À l’époque où je travaillais sur ma thèse, et aujourd’hui encore dans une large mesure, une certaine conception des bolchéviques et du communisme de guerre prévalait – que j’appelle le « modèle hallucinatoire » du communisme de guerre – selon laquelle les bolchéviques, croyant se trouver à l’aube du plongeon dans le socialisme, ignoraient entièrement ou presque que le pays était sur le point de s’effondrer. On a soutenu des choses incroyables à ce sujet, y compris des historiens majeurs. Le modèle hallucinatoire du communisme de guerre va totalement à l’encontre des découvertes que j’ai faites en étudiant la politique russe d’approvisionnement alimentaire de 1914 à 1921. Pour l’essentiel, j’ai montré que ses responsables n’étaient ni fous, ni idiots. On peut être d’accord ou non avec ce qu’ils ont fait, mais il faut admettre qu’ils s’occupaient de problèmes réels et cherchaient à faire de leur mieux. Comment expliquer alors l’écart qui existe entre ce modèle hallucinatoire et ce que mes recherches ont révélé ? Cette question m’a conduit à m’intéresser à un second sujet, le communisme de guerre, ou ce que je préfère nommer le mythe du communisme de guerre, et à étudier les représentations qu’avaient les bolchéviques pendant les années 1918-1921 – en gros, la période de la guerre civile.
À ce moment-là, ce qui a fondamentalement changé mon approche a été de me pencher sur un large éventail de sources bolchéviques.

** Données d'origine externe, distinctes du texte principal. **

//! Pipeline orchestrator.
//!
//! Drives the fixed diagnosis graph:
//!
//! ```text
//! ServiceAnalysis ──error──▶ FatalErrorHandler ──▶ END
//!        │ok
//!        ▼
//!     fan-out ──▶ { EthicalRiskAssessment, ToxicClauseDetection }
//!        │
//!        ▼
//!   JoinBarrier ◀─┐ not both done, attempts < max
//!        ├────────┘
//!        ├── branch error / attempts exhausted ──▶ FatalErrorHandler ──▶ END
//!        ▼ both done
//! ImprovementGeneration ──error──▶ FatalErrorHandler ──▶ END
//!        │ok
//!        ▼
//! ReportComposition ──▶ END
//! ```
//!
//! The two branches run as spawned tokio tasks on snapshots of the state.
//! Every update is merged here, through [`PipelineState::apply`], so no
//! task observes a half-merged record.
//!
//! Each barrier visit counts one attempt and waits at most `join_wait` for
//! outstanding branches before routing. A failed branch does not cut the
//! wait short: its sibling still gets the rest of the visit to finish and
//! have its update merged.

use std::sync::Arc;
use std::time::Duration;

use ethiscan_core::{Branch, PipelineState, Stage, StateUpdate};
use futures::future::select_all;
use thiserror::Error;
use tokio::task::JoinHandle;
use tokio::time::Instant;

use crate::agents::{
    AnalysisTask, EthicalRiskTask, FatalErrorTask, ImprovementTask, ReportComposerTask,
    ServiceAnalysisTask, TaskContext, ToxicClauseTask,
};
use crate::config::{ConfigError, RuntimeConfig};

/// Errors that stop a run before the graph starts.
#[derive(Error, Debug)]
pub enum PipelineError {
    #[error("Input error: a service URL or at least one document is required")]
    InputError,

    #[error("Configuration error: {0}")]
    Configuration(#[from] ConfigError),
}

/// Graph positions.
#[derive(Debug, Clone, Copy, PartialEq, Eq)]
enum Node {
    ServiceAnalysis,
    FanOut,
    JoinBarrier,
    ImprovementGeneration,
    ReportComposition,
    FatalErrorHandler,
    End,
}

/// One task per stage.
#[derive(Clone)]
struct TaskSet {
    service_analysis: Arc<dyn AnalysisTask>,
    ethical_risk: Arc<dyn AnalysisTask>,
    toxic_clause: Arc<dyn AnalysisTask>,
    improvement: Arc<dyn AnalysisTask>,
    report: Arc<dyn AnalysisTask>,
    fatal: Arc<dyn AnalysisTask>,
}

impl Default for TaskSet {
    fn default() -> Self {
        Self {
            service_analysis: Arc::new(ServiceAnalysisTask),
            ethical_risk: Arc::new(EthicalRiskTask),
            toxic_clause: Arc::new(ToxicClauseTask),
            improvement: Arc::new(ImprovementTask),
            report: Arc::new(ReportComposerTask),
            fatal: Arc::new(FatalErrorTask),
        }
    }
}

impl TaskSet {
    fn set(&mut self, task: Arc<dyn AnalysisTask>) {
        let slot = match task.stage() {
            Stage::ServiceAnalysis => &mut self.service_analysis,
            Stage::EthicalRiskAssessment => &mut self.ethical_risk,
            Stage::ToxicClauseDetection => &mut self.toxic_clause,
            Stage::ImprovementGeneration => &mut self.improvement,
            Stage::ReportComposition => &mut self.report,
            Stage::FatalErrorHandler => &mut self.fatal,
        };
        *slot = task;
    }

    fn branch(&self, branch: Branch) -> &Arc<dyn AnalysisTask> {
        match branch {
            Branch::EthicalRisk => &self.ethical_risk,
            Branch::ToxicClause => &self.toxic_clause,
        }
    }
}

/// A spawned branch the barrier has not collected yet.
struct PendingBranch {
    branch: Branch,
    handle: JoinHandle<StateUpdate>,
}

/// The diagnosis pipeline.
pub struct Pipeline {
    ctx: Arc<TaskContext>,
    tasks: TaskSet,
    max_join_attempts: u32,
    join_wait: Duration,
}

impl Pipeline {
    pub fn builder(ctx: TaskContext) -> PipelineBuilder {
        PipelineBuilder::new(ctx)
    }

    pub fn context(&self) -> &TaskContext {
        &self.ctx
    }

    pub fn max_join_attempts(&self) -> u32 {
        self.max_join_attempts
    }

    /// Run the graph from `initial` to a terminal report.
    ///
    /// Returns `Err` only for missing input. Every other failure ends in a
    /// record whose `final_report` has status `Failed`.
    pub async fn run(&self, initial: PipelineState) -> Result<PipelineState, PipelineError> {
        if !initial.has_input() {
            return Err(PipelineError::InputError);
        }

        tracing::info!(
            url = initial.service_url.as_deref().unwrap_or("-"),
            documents = initial.documents.len(),
            retrieval = ?self.ctx.retrieval_status(),
            "Pipeline started"
        );

        let mut state = initial;
        let mut pending: Vec<PendingBranch> = Vec::new();
        let mut node = Node::ServiceAnalysis;

        while node != Node::End {
            node = match node {
                Node::ServiceAnalysis => {
                    self.step(&self.tasks.service_analysis, &mut state).await;
                    if state.has_error() {
                        Node::FatalErrorHandler
                    } else {
                        Node::FanOut
                    }
                }
                Node::FanOut => {
                    pending = self.fan_out(&state);
                    Node::JoinBarrier
                }
                Node::JoinBarrier => self.join_barrier(&mut state, &mut pending).await,
                Node::ImprovementGeneration => {
                    self.step(&self.tasks.improvement, &mut state).await;
                    if state.has_error() {
                        Node::FatalErrorHandler
                    } else {
                        Node::ReportComposition
                    }
                }
                Node::ReportComposition => {
                    self.step(&self.tasks.report, &mut state).await;
                    Node::End
                }
                Node::FatalErrorHandler => {
                    abort_all(&mut pending);
                    self.step(&self.tasks.fatal, &mut state).await;
                    Node::End
                }
                Node::End => Node::End,
            };
        }

        if let Some(report) = &state.final_report {
            tracing::info!(status = %report.status, paths = report.output_paths.len(), "Pipeline finished");
        }
        Ok(state)
    }

    async fn step(&self, task: &Arc<dyn AnalysisTask>, state: &mut PipelineState) {
        let stage = task.stage();
        tracing::info!(stage = %stage, "Stage started");
        let update = task.run(state, &self.ctx).await;
        state.apply(update);
        tracing::debug!(stage = %stage, error = state.has_error(), "Stage merged");
    }

    /// Start both branches on a snapshot of the current state.
    fn fan_out(&self, state: &PipelineState) -> Vec<PendingBranch> {
        Branch::ALL
            .iter()
            .map(|&branch| {
                let task = self.tasks.branch(branch).clone();
                let ctx = self.ctx.clone();
                let snapshot = state.clone();
                tracing::info!(stage = %branch, "Branch started");
                PendingBranch {
                    branch,
                    handle: tokio::spawn(async move { task.run(&snapshot, &ctx).await }),
                }
            })
            .collect()
    }

    /// One visit to the join barrier.
    async fn join_barrier(
        &self,
        state: &mut PipelineState,
        pending: &mut Vec<PendingBranch>,
    ) -> Node {
        let deadline = Instant::now() + self.join_wait;

        while !pending.is_empty() {
            let next = tokio::time::timeout_at(
                deadline,
                select_all(pending.iter_mut().map(|p| &mut p.handle)),
            )
            .await
            .map(|(result, index, _)| (result, index));

            let Ok((result, index)) = next else {
                break;
            };

            let PendingBranch { branch, .. } = pending.remove(index);
            let update = result.unwrap_or_else(|e| {
                tracing::error!(stage = %branch, error = %e, "Branch task did not complete");
                StateUpdate::task_failed(branch.stage(), format!("task aborted: {}", e))
            });
            state.apply(update);
            tracing::info!(stage = %branch, "Branch collected");
        }

        let attempt = state.record_join_attempt();
        tracing::debug!(
            attempt,
            max = self.max_join_attempts,
            outstanding = pending.len(),
            "Join barrier visited"
        );

        if state.branch_failed() || state.has_error() {
            tracing::warn!(failed = ?state.branch_errors.keys().collect::<Vec<_>>(), "Branch failed");
            abort_all(pending);
            return Node::FatalErrorHandler;
        }

        if state.both_branches_done() {
            return Node::ImprovementGeneration;
        }

        if attempt >= self.max_join_attempts {
            tracing::warn!(attempts = attempt, "Join barrier exhausted");
            state.append_error(&format!(
                "Join Barrier 실패: branches incomplete after {} attempts",
                attempt
            ));
            abort_all(pending);
            return Node::FatalErrorHandler;
        }

        Node::JoinBarrier
    }
}

impl std::fmt::Debug for Pipeline {
    fn fmt(&self, f: &mut std::fmt::Formatter<'_>) -> std::fmt::Result {
        f.debug_struct("Pipeline")
            .field("ctx", &self.ctx)
            .field("max_join_attempts", &self.max_join_attempts)
            .field("join_wait", &self.join_wait)
            .finish()
    }
}

fn abort_all(pending: &mut Vec<PendingBranch>) {
    for p in pending.drain(..) {
        tracing::debug!(stage = %p.branch, "Aborting branch");
        p.handle.abort();
    }
}

/// Builder for [`Pipeline`].
pub struct PipelineBuilder {
    ctx: TaskContext,
    tasks: TaskSet,
    max_join_attempts: u32,
    join_wait: Duration,
}
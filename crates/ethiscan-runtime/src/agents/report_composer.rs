//! Terminal stage of a healthy run: write the report.

use async_trait::async_trait;
use chrono::Utc;
use ethiscan_core::{FinalReport, Outcome, PipelineState, ReportStatus, Stage, StateUpdate};
use lazy_static::lazy_static;
use regex::Regex;

use super::{AnalysisTask, RetrievalStatus, TaskContext};
use crate::prompts;
use crate::report::{fallback_markdown, service_label};

/// Summary used when the report has no SUMMARY section.
pub const MISSING_SUMMARY: &str = "요약 정보를 찾을 수 없습니다.";

lazy_static! {
    static ref SUMMARY_SECTION: Regex =
        Regex::new(r"(?s)SUMMARY[:\s]*(.*?)(?:\n\n|\n#)").unwrap();
}

/// Text of the SUMMARY section of a Markdown report.
pub fn extract_summary(markdown: &str) -> String {
    let padded = format!("{}\n\n", markdown);
    SUMMARY_SECTION
        .captures(&padded)
        .and_then(|caps| caps.get(1))
        .map(|m| m.as_str().trim().to_string())
        .filter(|s| !s.is_empty())
        .unwrap_or_else(|| MISSING_SUMMARY.to_string())
}

/// One-paragraph summary built from the structured fields.
fn structured_summary(state: &PipelineState) -> String {
    let high_risks: Vec<&str> = state
        .ethical_risks
        .as_ref()
        .and_then(Outcome::ready)
        .map(|risks| {
            risks
                .iter()
                .filter(|(_, a)| a.level == ethiscan_core::RiskLevel::High)
                .map(|(d, _)| d.label())
                .collect()
        })
        .unwrap_or_default();
    let clause_count = state
        .toxic_clauses
        .as_ref()
        .and_then(Outcome::ready)
        .map_or(0, Vec::len);

    let high = if high_risks.is_empty() {
        "없음".to_string()
    } else {
        high_risks.join(", ")
    };
    format!(
        "{} 진단 결과: 높음 등급 리스크 {}, 독소조항 {}건.",
        service_label(state),
        high,
        clause_count
    )
}

#[derive(Debug, Default, Clone, Copy)]
pub struct ReportComposerTask;

#[async_trait]
impl AnalysisTask for ReportComposerTask {
    fn stage(&self) -> Stage {
        Stage::ReportComposition
    }

    async fn run(&self, state: &PipelineState, ctx: &TaskContext) -> StateUpdate {
        if state.has_error() {
            return StateUpdate::pass_through(self.stage());
        }

        let mut notes = Vec::new();
        match ctx.retrieval_status() {
            RetrievalStatus::Full => {}
            RetrievalStatus::Degraded => {
                notes.push("Retrieval ran on a single index; document grounding is partial".to_string())
            }
            RetrievalStatus::Unavailable => {
                notes.push("Retrieval unavailable; analysis used no document context".to_string())
            }
        }

        let user = prompts::report_user(state, &ctx.guideline, &notes);
        let (markdown, summary) = match ctx
            .oracle
            .ask(self.stage(), prompts::REPORT_SYSTEM, &user)
            .await
        {
            Ok(markdown) => {
                let summary = extract_summary(&markdown);
                (markdown, summary)
            }
            Err(e) => {
                tracing::warn!(stage = %self.stage(), error = %e, "Report oracle failed; using fallback body");
                notes.push(format!("Report written from structured results: {}", e));
                let summary = structured_summary(state);
                (fallback_markdown(state, &ctx.guideline, &summary), summary)
            }
        };

        let mut report = FinalReport {
            status: ReportStatus::Success,
            summary,
            markdown: Some(markdown),
            output_paths: Vec::new(),
            error_details: None,
            notes,
            generated_at: Utc::now(),
        };

        if let Some(renderer) = &ctx.renderer {
            match renderer.render(state, &report) {
                Ok(paths) => report.output_paths = paths,
                Err(e) => {
                    tracing::warn!(dir = %renderer.dir().display(), error = %e, "Report not persisted");
                    report.notes.push(format!("Report files not written: {}", e));
                }
            }
        }

        if !report.notes.is_empty() {
            report.status = ReportStatus::PartialSuccess;
        }

        tracing::info!(status = %report.status, notes = report.notes.len(), "Report composed");
        StateUpdate::new().with_final_report(report)
    }
}
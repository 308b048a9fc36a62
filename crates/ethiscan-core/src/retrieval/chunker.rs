//! Recursive character splitter.
//!
//! Splits on the coarsest separator present (paragraph, line, sentence,
//! word, character), recursing into pieces that are still too long, then
//! merges neighbouring pieces into windows of at most `chunk_size`
//! characters that overlap by up to `chunk_overlap` characters.

use std::collections::VecDeque;

const DEFAULT_SEPARATORS: [&str; 5] = ["\n\n", "\n", ". ", " ", ""];

/// Overlapping text-window splitter. Lengths are counted in characters.
#[derive(Debug, Clone)]
pub struct TextSplitter {
    chunk_size: usize,
    chunk_overlap: usize,
}

impl TextSplitter {
    /// Create a splitter. `chunk_size` is at least 1 and the overlap is
    /// kept strictly below it.
    pub fn new(chunk_size: usize, chunk_overlap: usize) -> Self {
        let chunk_size = chunk_size.max(1);
        Self {
            chunk_size,
            chunk_overlap: chunk_overlap.min(chunk_size - 1),
        }
    }

    pub fn chunk_size(&self) -> usize {
        self.chunk_size
    }

    pub fn chunk_overlap(&self) -> usize {
        self.chunk_overlap
    }

    /// Split text into trimmed, non-empty chunks.
    pub fn split(&self, text: &str) -> Vec<String> {
        self.split_recursive(text, &DEFAULT_SEPARATORS)
            .into_iter()
            .map(|chunk| chunk.trim().to_string())
            .filter(|chunk| !chunk.is_empty())
            .collect()
    }

    fn split_recursive(&self, text: &str, separators: &[&str]) -> Vec<String> {
        let position = separators
            .iter()
            .position(|sep| sep.is_empty() || text.contains(sep))
            .unwrap_or(separators.len().saturating_sub(1));
        let separator = separators.get(position).copied().unwrap_or("");
        let remaining = separators.get(position + 1..).unwrap_or(&[]);

        let pieces: Vec<&str> = if separator.is_empty() {
            text.char_indices()
                .map(|(i, c)| &text[i..i + c.len_utf8()])
                .collect()
        } else {
            text.split_inclusive(separator).collect()
        };

        let mut chunks = Vec::new();
        let mut fitting: Vec<&str> = Vec::new();

        for piece in pieces {
            if char_len(piece) <= self.chunk_size {
                fitting.push(piece);
                continue;
            }

            if !fitting.is_empty() {
                chunks.extend(self.merge(&fitting));
                fitting.clear();
            }

            if remaining.is_empty() {
                chunks.push(piece.to_string());
            } else {
                chunks.extend(self.split_recursive(piece, remaining));
            }
        }

        if !fitting.is_empty() {
            chunks.extend(self.merge(&fitting));
        }

        chunks
    }

    /// Merge small pieces into overlapping windows.
    fn merge(&self, pieces: &[&str]) -> Vec<String> {
        let mut windows = Vec::new();
        let mut current: VecDeque<&str> = VecDeque::new();
        let mut total = 0usize;

        for piece in pieces {
            let len = char_len(piece);

            if total + len > self.chunk_size && !current.is_empty() {
                push_window(&mut windows, &current);

                while total > self.chunk_overlap || (total + len > self.chunk_size && total > 0) {
                    match current.pop_front() {
                        Some(first) => total -= char_len(first),
                        None => break,
                    }
                }
            }

            current.push_back(piece);
            total += len;
        }

        push_window(&mut windows, &current);
        windows
    }
}

fn push_window(windows: &mut Vec<String>, current: &VecDeque<&str>) {
    let window: String = current.iter().copied().collect();
    if !window.trim().is_empty() {
        windows.push(window);
    }
}

fn char_len(text: &str) -> usize {
    text.chars().count()
}
//! Document corpus: discovery, page extraction, section labels.
//!
//! PDFs are read page by page with lopdf; text and Markdown files are split
//! into pages on form feeds.

use std::collections::BTreeMap;
use std::path::{Path, PathBuf};

use super::RetrievalError;

/// Section label used when no heading can be inferred.
pub const NO_SECTION: &str = "N/A";

const MAX_LABEL_CHARS: usize = 250;
const MAX_TITLE_LINE_CHARS: usize = 80;
const PAGE_BREAK: char = '\x0c';
const DOCUMENT_EXTENSIONS: [&str; 4] = ["pdf", "txt", "md", "markdown"];

/// One page of extracted document text.
#[derive(Debug, Clone, PartialEq, Eq)]
pub struct PageText {
    pub page: usize,
    pub text: String,
    pub section_label: String,
}

/// Turns a document path into attributed page text.
pub trait CorpusProvider: Send + Sync {
    fn load(&self, document: &Path) -> Result<Vec<PageText>, RetrievalError>;
}

/// Plain-text provider. Form feeds separate pages.
#[derive(Debug, Clone, Default)]
pub struct TextCorpusProvider;

impl TextCorpusProvider {
    pub fn new() -> Self {
        Self
    }
}

impl CorpusProvider for TextCorpusProvider {
    fn load(&self, document: &Path) -> Result<Vec<PageText>, RetrievalError> {
        let content = std::fs::read_to_string(document).map_err(|e| RetrievalError::Io {
            path: document.to_path_buf(),
            source: e,
        })?;
        Ok(paginate(&content))
    }
}

/// PDF provider. Each PDF page becomes one [`PageText`].
///
/// Pages whose text cannot be decoded (e.g. scanned images or unsupported
/// font encodings) are skipped with a warning.
#[derive(Debug, Clone, Default)]
pub struct PdfCorpusProvider;

impl PdfCorpusProvider {
    pub fn new() -> Self {
        Self
    }
}

impl CorpusProvider for PdfCorpusProvider {
    fn load(&self, document: &Path) -> Result<Vec<PageText>, RetrievalError> {
        let _span = tracing::debug_span!("corpus.pdf", path = %document.display()).entered();

        let bytes = std::fs::read(document).map_err(|e| RetrievalError::Io {
            path: document.to_path_buf(),
            source: e,
        })?;
        let pdf = lopdf::Document::load_mem(&bytes).map_err(|e| RetrievalError::Pdf {
            path: document.to_path_buf(),
            message: e.to_string(),
        })?;

        let mut pages = Vec::new();
        // lopdf numbers pages from 1
        for page_number in pdf.get_pages().into_keys() {
            match pdf.extract_text(&[page_number]) {
                Ok(text) if !text.trim().is_empty() => pages.push(PageText {
                    page: page_number.saturating_sub(1) as usize,
                    section_label: infer_section_label(&text),
                    text,
                }),
                Ok(_) => tracing::debug!(page = page_number, "PDF page has no text"),
                Err(e) => tracing::warn!(page = page_number, error = %e, "Skipping PDF page"),
            }
        }

        if pages.is_empty() {
            return Err(RetrievalError::Pdf {
                path: document.to_path_buf(),
                message: "no extractable text".to_string(),
            });
        }
        Ok(pages)
    }
}

/// Picks the PDF or text provider by file extension.
#[derive(Debug, Clone, Default)]
pub struct FileCorpusProvider {
    pdf: PdfCorpusProvider,
    text: TextCorpusProvider,
}

impl FileCorpusProvider {
    pub fn new() -> Self {
        Self::default()
    }
}

impl CorpusProvider for FileCorpusProvider {
    fn load(&self, document: &Path) -> Result<Vec<PageText>, RetrievalError> {
        let is_pdf = document
            .extension()
            .and_then(|ext| ext.to_str())
            .is_some_and(|ext| ext.eq_ignore_ascii_case("pdf"));
        if is_pdf {
            self.pdf.load(document)
        } else {
            self.text.load(document)
        }
    }
}

/// Provider over text held in memory, keyed by path.
#[derive(Debug, Clone, Default)]
pub struct InMemoryCorpus {
    documents: BTreeMap<PathBuf, String>,
}

impl InMemoryCorpus {
    pub fn new() -> Self {
        Self::default()
    }

    pub fn with_document(mut self, path: impl Into<PathBuf>, text: impl Into<String>) -> Self {
        self.documents.insert(path.into(), text.into());
        self
    }

    /// Paths of every held document, in order.
    pub fn paths(&self) -> Vec<PathBuf> {
        self.documents.keys().cloned().collect()
    }
}

impl CorpusProvider for InMemoryCorpus {
    fn load(&self, document: &Path) -> Result<Vec<PageText>, RetrievalError> {
        self.documents
            .get(document)
            .map(|text| paginate(text))
            .ok_or_else(|| RetrievalError::Io {
                path: document.to_path_buf(),
                source: std::io::Error::new(std::io::ErrorKind::NotFound, "not in corpus"),
            })
    }
}

fn paginate(content: &str) -> Vec<PageText> {
    content
        .split(PAGE_BREAK)
        .enumerate()
        .filter(|(_, text)| !text.trim().is_empty())
        .map(|(page, text)| PageText {
            page,
            text: text.to_string(),
            section_label: infer_section_label(text),
        })
        .collect()
}

/// Best-effort section label for a page.
///
/// A Markdown heading wins. Otherwise the first non-empty line is used when
/// it looks like a title: short, not ending in sentence punctuation, and
/// followed by more text.
pub fn infer_section_label(page: &str) -> String {
    let lines: Vec<&str> = page
        .lines()
        .map(str::trim)
        .filter(|line| !line.is_empty())
        .collect();

    if let Some(heading) = lines.iter().find(|line| line.starts_with('#')) {
        let title = heading.trim_start_matches('#').trim();
        if !title.is_empty() {
            return truncate_label(title);
        }
    }

    match lines.first() {
        Some(first)
            if lines.len() > 1
                && first.chars().count() <= MAX_TITLE_LINE_CHARS
                && !first.ends_with(['.', '!', '?', ',', ':', ';']) =>
        {
            truncate_label(first)
        }
        _ => NO_SECTION.to_string(),
    }
}

fn truncate_label(label: &str) -> String {
    if label.chars().count() > MAX_LABEL_CHARS {
        let head: String = label.chars().take(MAX_LABEL_CHARS).collect();
        format!("{}...", head)
    } else {
        label.to_string()
    }
}

/// Find PDF, text and Markdown documents under a directory, sorted by path.
///
/// A file path is returned as-is.
pub fn discover_documents(root: &Path) -> Result<Vec<PathBuf>, RetrievalError> {
    if root.is_file() {
        return Ok(vec![root.to_path_buf()]);
    }

    let mut found = Vec::new();
    for extension in DOCUMENT_EXTENSIONS {
        let pattern = root.join("**").join(format!("*.{}", extension));
        let pattern = pattern.to_string_lossy();
        let entries = glob::glob(&pattern).map_err(|e| RetrievalError::Pattern(e.to_string()))?;

        for entry in entries {
            match entry {
                Ok(path) if path.is_file() => found.push(path),
                Ok(_) => {}
                Err(e) => tracing::warn!(error = %e, "Skipping unreadable corpus entry"),
            }
        }
    }

    found.sort();
    found.dedup();
    Ok(found)
}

De manière assez surprenante, le fait de ne pas m’en tenir à Lénine, et de lire toute une série de porte-paroles bolchéviques, était en soi novateur. Je me disais l’autre jour qu’il y a de bonnes chances pour que je sois le seul, aujourd’hui, à avoir lu à ce point Kamenev et Zinoviev réunis. J’ai écrit une série d’articles à ce sujet que je compte réunir en un livre qui intégrera, je l’espère, la collection Historical Materialism. Pour l’instant, ces articles sont dispersés à travers différents journaux et revues, et s’étalent sur dix ans, depuis le milieu des années 1990 environ. Deferred Dreams devrait être le titre de ce livre.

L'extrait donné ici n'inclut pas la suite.